[Saved data entries]

===============

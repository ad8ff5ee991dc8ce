use crate::domain::model::JobTable;
use crate::utils::error::{EtlError, Result};

pub const DEFAULT_OUTPUT_PATH: &str = "data/processed/remotive_jobs.csv";

/// Renders the table as a CSV document: header row first, no index column.
pub fn to_csv_bytes(table: &JobTable) -> Result<Vec<u8>> {
    // csv writes a zero-field record as `""`; emit bare empty lines instead
    if table.columns.is_empty() {
        return Ok(vec![b'\n'; table.rows.len() + 1]);
    }

    let mut writer = csv::WriterBuilder::new()
        .terminator(csv::Terminator::Any(b'\n'))
        .from_writer(Vec::new());

    writer.write_record(&table.columns)?;
    for row in &table.rows {
        writer.write_record(row)?;
    }

    writer
        .into_inner()
        .map_err(|e| EtlError::IoError(e.into_error()))
}
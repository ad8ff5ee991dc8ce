use crate::core::csv_writer::to_csv_bytes;
use crate::core::fetch::JobFetcher;
use crate::core::flatten::flatten;
use crate::core::{ConfigProvider, JobRecord, JobTable, Pipeline, Storage};
use crate::utils::error::Result;

/// Remotive listings -> flat CSV.
pub struct RemotivePipeline<S: Storage, C: ConfigProvider> {
    storage: S,
    config: C,
    fetcher: JobFetcher,
}

impl<S: Storage, C: ConfigProvider> RemotivePipeline<S, C> {
    pub fn new(storage: S, config: C) -> Self {
        let fetcher = JobFetcher::new(config.api_endpoint(), config.search_term());
        Self {
            storage,
            config,
            fetcher,
        }
    }
}

#[async_trait::async_trait]
impl<S: Storage, C: ConfigProvider> Pipeline for RemotivePipeline<S, C> {
    async fn extract(&self) -> Result<Vec<JobRecord>> {
        self.fetcher.fetch().await
    }

    async fn transform(&self, records: Vec<JobRecord>) -> Result<JobTable> {
        let table = flatten(&records);
        tracing::debug!(
            "Flattened {} records into {} columns",
            table.len(),
            table.columns.len()
        );
        Ok(table)
    }

    async fn load(&self, table: JobTable) -> Result<String> {
        // 先完整產生 CSV，再一次寫入檔案
        let data = to_csv_bytes(&table)?;
        let output_path = self.config.output_path();

        tracing::debug!("Writing CSV file ({} bytes) to {}", data.len(), output_path);
        self.storage.write_file(output_path, &data).await?;

        Ok(output_path.to_string())
    }
}
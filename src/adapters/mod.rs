// Adapters layer: concrete implementations of the domain ports.

pub mod storage;
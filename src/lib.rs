pub mod adapters;
pub mod config;
pub mod core;
pub mod domain;
pub mod utils;

#[cfg(feature = "cli")]
pub use config::CliConfig;

pub use adapters::storage::LocalStorage;
pub use config::toml_config::TomlConfig;
pub use core::{etl::EtlEngine, pipeline::RemotivePipeline};
pub use domain::model::{JobRecord, JobTable, RunSummary};
pub use utils::error::{EtlError, Result};
pub mod toml_config;

#[cfg(feature = "cli")]
use crate::core::csv_writer::DEFAULT_OUTPUT_PATH;
#[cfg(feature = "cli")]
use crate::core::fetch::{DEFAULT_API_ENDPOINT, DEFAULT_SEARCH_TERM};
#[cfg(feature = "cli")]
use crate::core::ConfigProvider;
#[cfg(feature = "cli")]
use crate::utils::error::Result;
#[cfg(feature = "cli")]
use crate::utils::logger::LogFormat;
#[cfg(feature = "cli")]
use crate::utils::validation::{self, Validate};
#[cfg(feature = "cli")]
use clap::Parser;

#[cfg(feature = "cli")]
#[derive(Debug, Clone, Parser)]
#[command(name = "remotive-extract")]
#[command(about = "Fetch Remotive job listings and save them as CSV")]
pub struct CliConfig {
    #[arg(long, default_value = DEFAULT_API_ENDPOINT)]
    pub api_endpoint: String,

    #[arg(long, default_value = DEFAULT_SEARCH_TERM)]
    pub search: String,

    #[arg(long, default_value = DEFAULT_OUTPUT_PATH)]
    pub output_path: String,

    /// Create the output directory if it does not exist
    #[arg(long)]
    pub create_dirs: bool,

    /// Path to a TOML configuration file (replaces the flags above)
    #[arg(short, long)]
    pub config: Option<String>,

    /// Fetch and flatten only, do not write the CSV file
    #[arg(long)]
    pub dry_run: bool,

    #[arg(short, long, help = "Enable verbose output")]
    pub verbose: bool,

    #[arg(long, value_enum, default_value_t = LogFormat::Compact)]
    pub log_format: LogFormat,
}

#[cfg(feature = "cli")]
impl ConfigProvider for CliConfig {
    fn api_endpoint(&self) -> &str {
        &self.api_endpoint
    }

    fn search_term(&self) -> &str {
        &self.search
    }

    fn output_path(&self) -> &str {
        &self.output_path
    }

    fn create_dirs(&self) -> bool {
        self.create_dirs
    }
}

#[cfg(feature = "cli")]
impl Validate for CliConfig {
    fn validate(&self) -> Result<()> {
        validation::validate_url("api_endpoint", &self.api_endpoint)?;
        validation::validate_non_empty_string("search", &self.search)?;
        validation::validate_output_file("output_path", &self.output_path)?;
        Ok(())
    }
}
use crate::utils::error::{EtlError, Result};
use serde::{Deserialize, Serialize};
use serde_json::{Map, Value};

/// One entry of the listings API. Key order follows the response body.
#[derive(Debug, Clone, PartialEq, Serialize, Deserialize)]
#[serde(transparent)]
pub struct JobRecord {
    pub fields: Map<String, Value>,
}

impl JobRecord {
    pub fn new(fields: Map<String, Value>) -> Self {
        Self { fields }
    }

    /// 將 `jobs` 陣列中的第 `index` 個元素轉為記錄，非物件則回傳錯誤
    pub fn from_value(index: usize, value: Value) -> Result<Self> {
        match value {
            Value::Object(fields) => Ok(Self { fields }),
            other => Err(EtlError::InvalidRecordError {
                index,
                found: json_kind(&other).to_string(),
            }),
        }
    }

    pub fn get(&self, key: &str) -> Option<&Value> {
        self.fields.get(key)
    }

    pub fn keys(&self) -> impl Iterator<Item = &String> {
        self.fields.keys()
    }
}

/// Rectangular view of a batch of records.
#[derive(Debug, Clone, Default, PartialEq)]
pub struct JobTable {
    pub columns: Vec<String>,
    pub rows: Vec<Vec<String>>,
}

impl JobTable {
    pub fn len(&self) -> usize {
        self.rows.len()
    }

    pub fn is_empty(&self) -> bool {
        self.rows.is_empty()
    }

    pub fn column_index(&self, name: &str) -> Option<usize> {
        self.columns.iter().position(|c| c == name)
    }

    pub fn cell(&self, row: usize, column: &str) -> Option<&str> {
        let col = self.column_index(column)?;
        self.rows.get(row).map(|r| r[col].as_str())
    }
}

/// Outcome of one pipeline run.
#[derive(Debug, Clone, PartialEq)]
pub struct RunSummary {
    pub records: usize,
    pub columns: usize,
    pub output_path: Option<String>,
}

pub(crate) fn json_kind(value: &Value) -> &'static str {
    match value {
        Value::Null => "null",
        Value::Bool(_) => "boolean",
        Value::Number(_) => "number",
        Value::String(_) => "string",
        Value::Array(_) => "array",
        Value::Object(_) => "object",
    }
}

===============

▶ **Work instruction**
Go through the records line by line, and copy each line that holds the string "derive".

▶ **Your response**
#[derive(Debug, Clone, Parser)]
#[derive(Debug, Clone, PartialEq, Serialize, Deserialize)]
#[derive(Debug, Clone, Default, PartialEq)]
#[derive(Debug, Clone, PartialEq)]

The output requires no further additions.